When asked what final advice she would give for current entrepreneurs, Molly replied, “Use every tough moment as an opportunity to make magic happen. Let it push you to try something new, some new way of selling product or marketing you’ve never tried before.” She also stressed that entrepreneurs will ideally, “take a hard look at what skills you possess and put those to good use to make money. Knowing what kind of work you can do remotely can be your backup plan when you need it financially.”
And lastly, “utilize your time at SOM to develop strong relationships, especially with other entrepreneurs.” Molly credits many faculty with helping her to develop the knowledge necessary to pursue this career path, particularly Zoe Chance. Molly also stressed the importance of putting your health first. Entrepreneurs often feel guilty in taking a break, but investing in your well-being is a way to ensure your venture will be a success in the long-run.
So what’s up next for Flying Leap Games?
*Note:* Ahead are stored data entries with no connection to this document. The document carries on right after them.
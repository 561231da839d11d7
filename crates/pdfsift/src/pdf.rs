//! Top-level PDF document type for opening and extracting text.

use pdfsift_core::{DocumentMetadata, ExtractOptions, ExtractionRequest, PdfError, sift_pages};
use pdfsift_parse::{LopdfBackend, LopdfDocument, PdfBackend};

use crate::Page;

/// Iterator over pages of a PDF document, decoding each page on demand.
///
/// Created by [`Pdf::pages_iter()`].
pub struct PagesIter<'a> {
    pdf: &'a Pdf,
    current: usize,
    count: usize,
}

impl Iterator for PagesIter<'_> {
    type Item = Result<Page, PdfError>;

    fn next(&mut self) -> Option<Self::Item> {
        if self.current >= self.count {
            return None;
        }
        let result = self.pdf.page(self.current);
        self.current += 1;
        Some(result)
    }

    fn size_hint(&self) -> (usize, Option<usize>) {
        let remaining = self.count - self.current;
        (remaining, Some(remaining))
    }
}

impl ExactSizeIterator for PagesIter<'_> {}

/// A PDF document opened for text extraction.
///
/// The parsed document is immutable and owned by this handle; dropping the
/// handle discards it. Nothing is shared between handles.
///
/// # Example
///
/// ```ignore
/// let pdf = Pdf::open(&bytes, None)?;
/// let request = ExtractionRequest::new().with_keywords(KeywordFilter::parse("alpha"));
/// let text = pdf.extract(&request)?;
/// ```
pub struct Pdf {
    doc: LopdfDocument,
    /// Cached document metadata from the /Info dictionary.
    metadata: DocumentMetadata,
}

impl Pdf {
    /// Open a PDF document from a file path.
    ///
    /// Reads the whole file into memory, then behaves like [`Pdf::open`].
    ///
    /// # Errors
    ///
    /// Returns [`PdfError::InputError`] if the file cannot be read, and any
    /// error [`Pdf::open`] returns.
    #[cfg(feature = "std")]
    pub fn open_file(
        path: impl AsRef<std::path::Path>,
        options: Option<ExtractOptions>,
    ) -> Result<Self, PdfError> {
        let path = path.as_ref();
        let bytes = std::fs::read(path)
            .map_err(|e| PdfError::InputError(format!("{}: {e}", path.display())))?;
        Self::open(&bytes, options)
    }

    /// Open a PDF document from bytes.
    ///
    /// # Errors
    ///
    /// - [`PdfError::InputError`] if `bytes` is empty or not a readable PDF.
    /// - [`PdfError::PasswordRequired`] if the PDF is encrypted.
    /// - [`PdfError::ResourceLimitExceeded`] if the input size or page count
    ///   exceeds a limit in `options`.
    pub fn open(bytes: &[u8], options: Option<ExtractOptions>) -> Result<Self, PdfError> {
        let options = options.unwrap_or_default();
        if bytes.is_empty() {
            return Err(PdfError::InputError("document is empty".to_string()));
        }
        options.check_input_bytes(bytes.len())?;

        let doc = LopdfBackend::open(bytes).map_err(PdfError::from)?;
        options.check_page_count(LopdfBackend::page_count(&doc))?;

        let metadata = LopdfBackend::document_metadata(&doc).map_err(PdfError::from)?;
        tracing::debug!(
            bytes = bytes.len(),
            pages = LopdfBackend::page_count(&doc),
            "document opened"
        );

        Ok(Self { doc, metadata })
    }

    /// Return the number of pages in the document.
    pub fn page_count(&self) -> usize {
        LopdfBackend::page_count(&self.doc)
    }

    /// Return the document metadata from the PDF /Info dictionary.
    pub fn metadata(&self) -> &DocumentMetadata {
        &self.metadata
    }

    /// Extract the plain text of the page at 0-based `index`.
    ///
    /// # Errors
    ///
    /// Returns [`PdfError::ParseError`] if the index is out of range or the
    /// page content cannot be decoded.
    pub fn page_text(&self, index: usize) -> Result<String, PdfError> {
        LopdfBackend::page_text(&self.doc, index).map_err(PdfError::from)
    }

    /// Access a page by 0-based index.
    ///
    /// # Errors
    ///
    /// Same as [`Pdf::page_text`].
    pub fn page(&self, index: usize) -> Result<Page, PdfError> {
        self.page_text(index).map(|text| Page::new(index, text))
    }

    /// Iterate over all pages in order, decoding each one lazily.
    pub fn pages_iter(&self) -> PagesIter<'_> {
        PagesIter {
            pdf: self,
            current: 0,
            count: self.page_count(),
        }
    }

    /// Extract the concatenated text of the pages selected by `request`.
    ///
    /// Pages in `[start_page, min(end_page, page_count))` are scanned in
    /// order; a page is kept whole when the request has no keywords or the
    /// page contains any of them, ignoring case.
    ///
    /// # Errors
    ///
    /// - [`PdfError::RangeError`] if `start_page > end_page`.
    /// - [`PdfError::ParseError`] if any scanned page fails to decode; no
    ///   partial text is returned.
    pub fn extract(&self, request: &ExtractionRequest) -> Result<String, PdfError> {
        sift_pages(self.page_count(), request, |index| self.page_text(index))
    }
}

impl std::fmt::Debug for Pdf {
    fn fmt(&self, f: &mut std::fmt::Formatter<'_>) -> std::fmt::Result {
        f.debug_struct("Pdf")
            .field("page_count", &self.page_count())
            .field("metadata", &self.metadata)
            .finish_non_exhaustive()
    }
}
Molly shared that they are planning another Kickstarter campaign this summer for their third game, “The Million Dollar Doodle,” a game inspired by entrepreneurship (think “Shark Tank” meets the game Telestrations). She is also currently reading Storynomics by Robert McKee and Thomas Gerace because she wants to be able to tell her venture’s journey through a vlog, which will focus on funny, inspiring stories related to “winging it” as an entrepreneur that will help other game publishers and entrepreneurs succeed.
Her company is still selling primarily to retail stores since they simply don’t yet have the capital necessary to pay for marketing that would connect them directly to individual buyers. This means Molly is actively looking at accelerators for help with raising the needed capital to expand marketing to individual consumers -- and they’re looking for marketing advisors as well. All in all, the team has been doing quite well; they just had their best months of the year in May and June, and Wing It is still constantly reaching new stores and continues to sell to current retail customers. Molly is currently doing two game store tours this month - one to 25 board game stores in the UK and one to 34 stores in Ohio and Michigan. Given that 10 new board games are released every single day, Molly has learned it’s an accomplishment to still be selling successfully in stores 1.5 years after first making it into retail, especially since many indie publishers never reach stores with their games.
It is clear that there are a lot of exciting updates to come, so to keep up-to-date on Flying Leap Games and what Molly is working on next, please follow their social media accounts on Twitter and Instagram. You can learn more about Wing It and purchase a copy on their website.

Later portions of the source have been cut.